Compute how many lines in the records below contain the string "Copy" and give that number without other output.

_ _ _ _ _

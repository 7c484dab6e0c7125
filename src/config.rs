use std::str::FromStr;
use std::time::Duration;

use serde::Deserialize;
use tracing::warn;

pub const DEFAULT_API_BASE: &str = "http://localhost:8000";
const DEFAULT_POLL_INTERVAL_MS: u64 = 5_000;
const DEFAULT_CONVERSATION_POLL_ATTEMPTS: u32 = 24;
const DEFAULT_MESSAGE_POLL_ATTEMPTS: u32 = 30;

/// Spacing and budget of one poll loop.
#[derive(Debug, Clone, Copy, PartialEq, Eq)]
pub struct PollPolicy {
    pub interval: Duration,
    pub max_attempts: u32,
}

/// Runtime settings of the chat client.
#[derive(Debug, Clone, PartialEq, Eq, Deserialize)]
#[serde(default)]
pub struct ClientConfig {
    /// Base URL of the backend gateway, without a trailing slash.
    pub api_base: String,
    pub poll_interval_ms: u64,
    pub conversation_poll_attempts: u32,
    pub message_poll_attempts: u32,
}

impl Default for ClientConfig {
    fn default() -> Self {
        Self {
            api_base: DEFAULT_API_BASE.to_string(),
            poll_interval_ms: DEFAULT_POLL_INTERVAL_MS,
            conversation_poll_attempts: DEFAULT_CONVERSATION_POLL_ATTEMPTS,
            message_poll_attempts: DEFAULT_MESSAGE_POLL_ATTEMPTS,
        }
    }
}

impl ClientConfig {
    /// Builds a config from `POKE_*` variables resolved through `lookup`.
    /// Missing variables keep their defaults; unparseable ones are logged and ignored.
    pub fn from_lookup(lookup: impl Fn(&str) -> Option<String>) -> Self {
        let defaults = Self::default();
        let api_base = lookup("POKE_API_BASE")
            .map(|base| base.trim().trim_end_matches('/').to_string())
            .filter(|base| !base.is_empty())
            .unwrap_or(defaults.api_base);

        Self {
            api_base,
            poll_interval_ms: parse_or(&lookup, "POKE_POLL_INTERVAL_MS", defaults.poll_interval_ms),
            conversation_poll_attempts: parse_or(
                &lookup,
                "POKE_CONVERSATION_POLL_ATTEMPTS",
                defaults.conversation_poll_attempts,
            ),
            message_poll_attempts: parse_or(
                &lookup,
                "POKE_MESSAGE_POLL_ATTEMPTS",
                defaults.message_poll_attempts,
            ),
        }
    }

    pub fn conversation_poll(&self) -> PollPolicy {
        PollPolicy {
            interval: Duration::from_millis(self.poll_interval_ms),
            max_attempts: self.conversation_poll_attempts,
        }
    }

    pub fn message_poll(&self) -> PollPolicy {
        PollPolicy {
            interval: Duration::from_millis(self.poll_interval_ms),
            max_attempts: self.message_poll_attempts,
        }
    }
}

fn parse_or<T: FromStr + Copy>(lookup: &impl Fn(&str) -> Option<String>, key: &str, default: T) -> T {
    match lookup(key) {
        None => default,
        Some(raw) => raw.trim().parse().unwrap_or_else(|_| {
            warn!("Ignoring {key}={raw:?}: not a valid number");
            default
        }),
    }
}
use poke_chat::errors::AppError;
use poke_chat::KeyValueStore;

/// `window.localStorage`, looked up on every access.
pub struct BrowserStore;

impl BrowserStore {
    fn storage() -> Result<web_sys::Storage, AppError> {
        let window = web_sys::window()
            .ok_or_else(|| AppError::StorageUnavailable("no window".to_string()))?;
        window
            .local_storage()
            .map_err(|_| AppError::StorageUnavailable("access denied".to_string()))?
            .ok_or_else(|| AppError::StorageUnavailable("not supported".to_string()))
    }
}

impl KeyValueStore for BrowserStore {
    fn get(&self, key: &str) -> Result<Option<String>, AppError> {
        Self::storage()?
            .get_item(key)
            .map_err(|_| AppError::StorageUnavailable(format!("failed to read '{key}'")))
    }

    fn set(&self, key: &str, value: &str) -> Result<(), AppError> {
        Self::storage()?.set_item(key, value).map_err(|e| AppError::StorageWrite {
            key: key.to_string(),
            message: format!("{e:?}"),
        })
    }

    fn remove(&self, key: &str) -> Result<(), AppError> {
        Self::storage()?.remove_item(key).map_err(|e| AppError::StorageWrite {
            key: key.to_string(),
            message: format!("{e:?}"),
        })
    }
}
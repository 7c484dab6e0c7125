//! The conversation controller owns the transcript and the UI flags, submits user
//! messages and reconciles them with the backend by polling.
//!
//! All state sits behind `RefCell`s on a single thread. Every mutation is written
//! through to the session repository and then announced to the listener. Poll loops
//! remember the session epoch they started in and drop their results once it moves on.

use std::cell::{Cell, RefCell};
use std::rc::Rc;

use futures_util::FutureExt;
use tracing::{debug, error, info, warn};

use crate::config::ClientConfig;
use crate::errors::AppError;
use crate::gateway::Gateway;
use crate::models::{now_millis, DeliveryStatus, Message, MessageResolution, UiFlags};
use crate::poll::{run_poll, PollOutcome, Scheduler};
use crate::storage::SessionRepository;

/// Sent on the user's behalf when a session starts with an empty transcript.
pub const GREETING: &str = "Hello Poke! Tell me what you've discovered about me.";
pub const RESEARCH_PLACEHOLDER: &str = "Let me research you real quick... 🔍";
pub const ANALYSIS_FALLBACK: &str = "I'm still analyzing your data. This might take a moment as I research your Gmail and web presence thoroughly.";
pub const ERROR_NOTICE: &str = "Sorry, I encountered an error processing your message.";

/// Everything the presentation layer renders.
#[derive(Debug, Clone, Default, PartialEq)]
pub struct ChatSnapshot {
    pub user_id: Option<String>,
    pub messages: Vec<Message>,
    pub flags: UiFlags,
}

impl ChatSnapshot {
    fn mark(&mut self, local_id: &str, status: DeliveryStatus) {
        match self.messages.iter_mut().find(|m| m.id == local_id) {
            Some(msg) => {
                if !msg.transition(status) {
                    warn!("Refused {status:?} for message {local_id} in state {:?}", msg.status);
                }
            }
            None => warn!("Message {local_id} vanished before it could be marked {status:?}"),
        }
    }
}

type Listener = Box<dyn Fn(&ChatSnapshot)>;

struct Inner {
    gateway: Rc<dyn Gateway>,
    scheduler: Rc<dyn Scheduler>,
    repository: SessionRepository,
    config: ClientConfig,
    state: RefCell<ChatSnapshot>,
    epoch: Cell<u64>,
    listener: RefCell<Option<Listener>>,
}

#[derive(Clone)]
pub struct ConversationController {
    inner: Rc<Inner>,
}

_ _ _ _ _

**Exercise solution:**
2